● **THE PROBLEM**:
Below are lines of data, and only some are wanted. Please repeat exactly those from the line that has "to the status bar" through the line that has "let description_rows = wrapped_rows(description, inner_width);".

[DATA — start]

//! Shared page chrome: branding header, centered card, footer, status bar

use crate::app::App;
use crate::state::View;
use chrono::{Datelike, Utc};
use ratatui::{
    layout::{Alignment, Constraint, Direction, Layout, Rect},
    style::{Color, Modifier, Style},
    text::{Line, Span},
    widgets::{Block, Borders, Paragraph, Wrap},
    Frame,
};
use std::time::Duration;

/// Default branding shown above the card (config can override it)
pub const DEFAULT_APP_TITLE: &str = "Ascendion Suite";

/// Width of the centered card
pub const CARD_WIDTH: u16 = 60;

const SPINNER_FRAMES: &[&str] = &["⠋", "⠙", "⠹", "⠸", "⠼", "⠴", "⠦", "⠧", "⠇", "⠏"];

/// Busy-indicator frame for the given elapsed time
pub fn spinner_frame(elapsed: Duration) -> &'static str {
    let idx = (elapsed.as_millis() / 80) as usize % SPINNER_FRAMES.len();
    SPINNER_FRAMES[idx]
}

fn app_title(app: &App) -> &str {
    app.config.app_title.as_deref().unwrap_or(DEFAULT_APP_TITLE)
}

/// Rows needed to wrap `text` at `width` columns
fn wrapped_rows(text: &str, width: u16) -> u16 {
    let width = width.max(1) as usize;
    text.chars().count().div_ceil(width).max(1) as u16
}

/// Draw the shared chrome (header, titled card with description, footer)
/// and return the content area inside the card.
pub fn draw_card(
    frame: &mut Frame,
    app: &App,
    title: &str,
    description: &str,
    content_height: u16,
) -> Rect {
    // Bottom row belongs to the status bar
    let area = frame.area();
    let area = Rect {
        height: area.height.saturating_sub(1),
        ..area
    };

    let card_width = CARD_WIDTH.min(area.width);
    let inner_width = card_width.saturating_sub(4);
    let description_rows = wrapped_rows(description, inner_width);
    // Borders, padded description, blank separator, then page content
    let card_height = content_height + description_rows + 3;

    let vertical = Layout::default()
        .direction(Direction::Vertical)
        .constraints([
            Constraint::Min(0),
            Constraint::Length(1), // Branding header
            Constraint::Length(1),
            Constraint::Length(card_height),
            Constraint::Length(1),
            Constraint::Length(1), // Footer
            Constraint::Min(0),
        ])
        .split(area);

    let center = |row: Rect| {
        Layout::default()
            .direction(Direction::Horizontal)
            .constraints([
                Constraint::Min(0),
                Constraint::Length(card_width),
                Constraint::Min(0),
            ])
            .split(row)[1]
    };

    let header = Paragraph::new(Line::from(Span::styled(
        app_title(app),
        Style::default().add_modifier(Modifier::BOLD),
    )))
    .alignment(Alignment::Center);
    frame.render_widget(header, vertical[1]);

    let card_area = center(vertical[3]);
    let block = Block::default()
        .title(format!(" {title} "))
        .title_style(Style::default().add_modifier(Modifier::BOLD))
        .borders(Borders::ALL)
        .border_style(Style::default().fg(Color::DarkGray));
    let card_inner = block.inner(card_area);
    frame.render_widget(block, card_area);

    let card_chunks = Layout::default()
        .direction(Direction::Vertical)
        .constraints([
            Constraint::Length(description_rows),
            Constraint::Length(1),
            Constraint::Min(0),
        ])
        .horizontal_margin(1)
        .split(card_inner);

    let desc = Paragraph::new(description)
        .style(Style::default().fg(Color::Gray))
        .wrap(Wrap { trim: true });
    frame.render_widget(desc, card_chunks[0]);

    let footer = Paragraph::new(format!(
        "© {} {}. All rights reserved.",
        Utc::now().year(),
        app_title(app)
    ))
    .style(Style::default().fg(Color::DarkGray))
    .alignment(Alignment::Center);
    frame.render_widget(footer, vertical[5]);

    card_chunks[2]
}

/// Draw the status bar
pub fn draw_status_bar(frame: &mut Frame, app: &App) {
    let area = frame.area();
    let status_area = Rect {
        x: 0,
        y: area.height.saturating_sub(1),
        width: area.width,
        height: 1,
    };

    let mut spans = vec![];

    if let Some(elapsed) = app.loading_elapsed() {
        spans.push(Span::styled(
            format!(" {} Processing… ", spinner_frame(elapsed)),
            Style::default().fg(Color::Yellow),
        ));
        spans.push(Span::raw("| "));
    } else {
        spans.push(Span::raw(" "));
    }

    spans.push(Span::styled(
        get_view_hints(&app.state.current_view),
        Style::default().fg(Color::Gray),
    ));

    let status = Paragraph::new(Line::from(spans)).style(Style::default().bg(Color::DarkGray));
    frame.render_widget(status, status_area);

    // Quit hint on the right
    let quit_hint = " ^C:quit ";
    let quit_area = Rect {
        x: area.width.saturating_sub(quit_hint.len() as u16),
        y: status_area.y,
        width: (quit_hint.len() as u16).min(area.width),
        height: 1,
    };
    let quit_widget =
        Paragraph::new(quit_hint).style(Style::default().bg(Color::DarkGray).fg(Color::Gray));
    frame.render_widget(quit_widget, quit_area);
}

/// Get keyboard hints for the current view
fn get_view_hints(view: &View) -> String {
    match view {
        View::Home => "l:log out".to_string(),
        View::Login => {
            "Tab:next  Enter:submit  Space:toggle  ^R:reveal  ^N:register  ^F:forgot".to_string()
        }
        View::Registration => "Tab:next  Enter:submit  ^R:reveal  ^L:log in".to_string(),
        View::ForgotPassword => "Tab:next  Enter:submit  ^L:log in".to_string(),
        View::ResetPassword => {
            "Tab:next  Enter:submit  ^R:reveal  ^F:new link  ^L:log in".to_string()
        }
        View::NotFound => "h:home".to_string(),
    }
}

#[cfg(test)]
mod tests {
    use super::*;

    #[test]
    fn test_spinner_cycles_through_frames() {
        let first = spinner_frame(Duration::from_millis(0));
        let second = spinner_frame(Duration::from_millis(80));
        assert_ne!(first, second);
        let wrapped = spinner_frame(Duration::from_millis(80 * SPINNER_FRAMES.len() as u64));
        assert_eq!(first, wrapped);
    }

    #[test]
    fn test_wrapped_rows() {
        assert_eq!(wrapped_rows("", 40), 1);
        assert_eq!(wrapped_rows("short", 40), 1);
        assert_eq!(wrapped_rows(&"x".repeat(81), 40), 3);
    }
}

[DATA — finish]

● **TASK RESULT**:
    // Bottom row belongs to the status bar
    let area = frame.area();
    let area = Rect {
        height: area.height.saturating_sub(1),
        ..area
    };

    let card_width = CARD_WIDTH.min(area.width);
    let inner_width = card_width.saturating_sub(4);
    let description_rows = wrapped_rows(description, inner_width);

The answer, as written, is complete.